Task to carry out -
Filter the entries, keeping every line with the word "message".
BEGIN Dataset entries
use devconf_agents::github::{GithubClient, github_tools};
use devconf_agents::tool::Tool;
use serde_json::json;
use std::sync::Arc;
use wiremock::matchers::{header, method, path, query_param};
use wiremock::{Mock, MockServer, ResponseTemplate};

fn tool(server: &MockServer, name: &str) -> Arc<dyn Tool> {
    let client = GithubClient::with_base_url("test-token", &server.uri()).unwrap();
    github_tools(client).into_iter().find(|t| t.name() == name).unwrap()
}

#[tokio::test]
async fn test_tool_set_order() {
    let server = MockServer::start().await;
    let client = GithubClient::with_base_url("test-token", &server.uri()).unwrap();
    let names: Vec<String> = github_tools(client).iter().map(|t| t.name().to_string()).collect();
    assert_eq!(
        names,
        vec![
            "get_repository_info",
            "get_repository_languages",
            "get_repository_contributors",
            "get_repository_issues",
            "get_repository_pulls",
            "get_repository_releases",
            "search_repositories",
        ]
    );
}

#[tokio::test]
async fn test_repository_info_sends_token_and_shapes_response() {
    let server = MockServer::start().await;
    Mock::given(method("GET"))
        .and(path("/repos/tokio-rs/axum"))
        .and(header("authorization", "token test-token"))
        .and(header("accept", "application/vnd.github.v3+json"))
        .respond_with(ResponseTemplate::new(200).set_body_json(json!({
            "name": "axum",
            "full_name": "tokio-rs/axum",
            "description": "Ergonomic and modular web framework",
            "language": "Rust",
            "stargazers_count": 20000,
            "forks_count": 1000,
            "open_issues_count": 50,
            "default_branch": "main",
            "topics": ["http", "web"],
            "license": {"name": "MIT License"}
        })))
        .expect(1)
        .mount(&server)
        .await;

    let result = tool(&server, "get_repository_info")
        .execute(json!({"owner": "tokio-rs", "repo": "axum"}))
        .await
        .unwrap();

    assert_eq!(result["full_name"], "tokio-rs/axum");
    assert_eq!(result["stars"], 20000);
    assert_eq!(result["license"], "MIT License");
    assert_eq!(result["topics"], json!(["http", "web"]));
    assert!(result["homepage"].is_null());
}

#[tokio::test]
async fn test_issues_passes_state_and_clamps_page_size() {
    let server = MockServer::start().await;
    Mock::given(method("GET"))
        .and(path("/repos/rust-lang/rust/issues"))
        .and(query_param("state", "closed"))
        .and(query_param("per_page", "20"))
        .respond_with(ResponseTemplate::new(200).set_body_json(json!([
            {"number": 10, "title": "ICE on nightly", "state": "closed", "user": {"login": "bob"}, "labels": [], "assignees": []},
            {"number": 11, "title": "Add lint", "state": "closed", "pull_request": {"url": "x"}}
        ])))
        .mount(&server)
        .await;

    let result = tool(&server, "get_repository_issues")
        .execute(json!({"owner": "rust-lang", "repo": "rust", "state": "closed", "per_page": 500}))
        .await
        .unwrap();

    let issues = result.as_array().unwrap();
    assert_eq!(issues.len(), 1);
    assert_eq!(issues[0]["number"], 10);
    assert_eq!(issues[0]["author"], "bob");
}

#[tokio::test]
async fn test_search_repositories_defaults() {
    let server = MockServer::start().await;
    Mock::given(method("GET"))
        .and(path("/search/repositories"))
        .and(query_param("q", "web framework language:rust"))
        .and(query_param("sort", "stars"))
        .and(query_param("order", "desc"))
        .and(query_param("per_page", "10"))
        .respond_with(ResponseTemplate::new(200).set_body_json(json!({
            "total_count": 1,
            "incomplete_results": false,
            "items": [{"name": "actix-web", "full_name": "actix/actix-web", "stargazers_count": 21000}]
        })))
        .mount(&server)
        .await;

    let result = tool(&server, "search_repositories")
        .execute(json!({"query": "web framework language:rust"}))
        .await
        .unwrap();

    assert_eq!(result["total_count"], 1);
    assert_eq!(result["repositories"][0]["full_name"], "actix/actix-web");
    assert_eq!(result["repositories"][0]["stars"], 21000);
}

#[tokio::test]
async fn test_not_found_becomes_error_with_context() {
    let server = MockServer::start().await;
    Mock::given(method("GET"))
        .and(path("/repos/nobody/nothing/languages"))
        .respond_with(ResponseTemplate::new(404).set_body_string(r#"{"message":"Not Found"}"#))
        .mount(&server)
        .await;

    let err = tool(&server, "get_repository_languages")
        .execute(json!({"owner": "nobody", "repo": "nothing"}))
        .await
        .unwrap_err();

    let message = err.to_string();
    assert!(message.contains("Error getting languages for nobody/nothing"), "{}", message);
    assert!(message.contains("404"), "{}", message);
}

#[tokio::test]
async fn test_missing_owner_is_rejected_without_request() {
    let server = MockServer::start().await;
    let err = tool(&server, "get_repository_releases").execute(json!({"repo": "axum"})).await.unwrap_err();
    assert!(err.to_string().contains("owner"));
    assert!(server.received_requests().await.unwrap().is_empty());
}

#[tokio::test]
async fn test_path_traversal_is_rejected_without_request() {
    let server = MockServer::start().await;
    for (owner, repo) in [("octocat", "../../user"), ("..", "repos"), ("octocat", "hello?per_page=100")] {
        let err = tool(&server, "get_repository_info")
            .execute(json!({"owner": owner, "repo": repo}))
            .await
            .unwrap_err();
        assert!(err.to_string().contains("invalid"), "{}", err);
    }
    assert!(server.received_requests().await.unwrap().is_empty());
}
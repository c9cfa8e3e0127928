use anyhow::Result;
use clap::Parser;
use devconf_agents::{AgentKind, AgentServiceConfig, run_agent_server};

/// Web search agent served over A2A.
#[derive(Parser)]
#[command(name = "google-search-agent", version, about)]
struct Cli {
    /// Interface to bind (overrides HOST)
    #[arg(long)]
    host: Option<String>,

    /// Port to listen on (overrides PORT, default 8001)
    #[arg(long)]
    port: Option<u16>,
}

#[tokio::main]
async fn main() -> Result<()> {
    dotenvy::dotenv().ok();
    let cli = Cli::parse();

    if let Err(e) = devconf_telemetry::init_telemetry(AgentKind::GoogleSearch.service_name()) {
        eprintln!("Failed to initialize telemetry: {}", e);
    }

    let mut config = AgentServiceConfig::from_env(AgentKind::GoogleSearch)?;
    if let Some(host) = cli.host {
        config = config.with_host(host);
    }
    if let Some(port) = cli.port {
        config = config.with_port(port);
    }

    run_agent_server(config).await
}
END Dataset entries
BEGIN Dataset entries
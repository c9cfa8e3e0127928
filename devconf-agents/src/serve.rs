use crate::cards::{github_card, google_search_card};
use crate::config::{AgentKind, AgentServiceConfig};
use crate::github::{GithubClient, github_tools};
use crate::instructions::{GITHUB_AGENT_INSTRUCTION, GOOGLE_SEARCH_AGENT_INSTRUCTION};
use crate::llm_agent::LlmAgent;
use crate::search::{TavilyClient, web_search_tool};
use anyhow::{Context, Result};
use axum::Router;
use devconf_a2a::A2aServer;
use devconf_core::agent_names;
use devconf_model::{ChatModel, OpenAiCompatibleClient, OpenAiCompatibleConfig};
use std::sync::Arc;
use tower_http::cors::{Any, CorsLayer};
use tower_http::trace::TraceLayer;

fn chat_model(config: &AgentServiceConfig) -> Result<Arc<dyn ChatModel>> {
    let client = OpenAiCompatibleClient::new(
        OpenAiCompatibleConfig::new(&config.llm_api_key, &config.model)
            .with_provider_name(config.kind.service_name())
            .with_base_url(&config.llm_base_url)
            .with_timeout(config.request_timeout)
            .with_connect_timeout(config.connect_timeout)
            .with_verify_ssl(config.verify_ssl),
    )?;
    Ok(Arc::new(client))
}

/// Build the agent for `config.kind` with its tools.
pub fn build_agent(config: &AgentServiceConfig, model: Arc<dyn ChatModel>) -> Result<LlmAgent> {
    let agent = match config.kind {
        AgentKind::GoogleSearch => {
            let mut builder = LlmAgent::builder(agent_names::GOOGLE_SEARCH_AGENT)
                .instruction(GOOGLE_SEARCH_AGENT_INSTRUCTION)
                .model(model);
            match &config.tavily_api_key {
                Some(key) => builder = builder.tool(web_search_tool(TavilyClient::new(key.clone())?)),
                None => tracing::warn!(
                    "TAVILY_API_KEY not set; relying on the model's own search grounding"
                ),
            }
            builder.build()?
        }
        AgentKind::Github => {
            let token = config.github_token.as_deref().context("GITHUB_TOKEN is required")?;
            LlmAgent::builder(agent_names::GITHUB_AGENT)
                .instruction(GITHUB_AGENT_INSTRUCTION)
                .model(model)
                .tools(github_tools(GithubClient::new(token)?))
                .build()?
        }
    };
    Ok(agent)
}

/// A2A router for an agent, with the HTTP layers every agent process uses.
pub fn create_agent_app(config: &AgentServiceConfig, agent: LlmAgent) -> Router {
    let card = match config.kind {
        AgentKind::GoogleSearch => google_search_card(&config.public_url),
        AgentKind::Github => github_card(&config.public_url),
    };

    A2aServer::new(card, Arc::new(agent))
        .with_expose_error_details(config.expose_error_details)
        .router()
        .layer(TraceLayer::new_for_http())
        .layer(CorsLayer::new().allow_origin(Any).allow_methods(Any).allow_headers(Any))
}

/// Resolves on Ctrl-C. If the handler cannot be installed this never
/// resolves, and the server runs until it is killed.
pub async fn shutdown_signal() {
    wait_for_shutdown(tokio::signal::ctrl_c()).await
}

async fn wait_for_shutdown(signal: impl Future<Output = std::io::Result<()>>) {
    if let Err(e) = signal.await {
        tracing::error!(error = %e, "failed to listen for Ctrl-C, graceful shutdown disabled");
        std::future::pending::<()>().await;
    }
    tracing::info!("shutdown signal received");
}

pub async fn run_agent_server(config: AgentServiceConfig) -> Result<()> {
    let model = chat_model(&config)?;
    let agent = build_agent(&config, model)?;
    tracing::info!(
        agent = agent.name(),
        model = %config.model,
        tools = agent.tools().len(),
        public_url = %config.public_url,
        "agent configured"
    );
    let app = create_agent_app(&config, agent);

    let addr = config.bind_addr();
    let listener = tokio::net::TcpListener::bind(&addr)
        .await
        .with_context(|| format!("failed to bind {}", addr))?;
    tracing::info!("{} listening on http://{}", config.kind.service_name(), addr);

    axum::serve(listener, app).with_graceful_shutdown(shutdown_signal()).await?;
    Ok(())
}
END Dataset entries
Result of the task -
        .respond_with(ResponseTemplate::new(404).set_body_string(r#"{"message":"Not Found"}"#))
    let message = err.to_string();
    assert!(message.contains("Error getting languages for nobody/nothing"), "{}", message);
    assert!(message.contains("404"), "{}", message);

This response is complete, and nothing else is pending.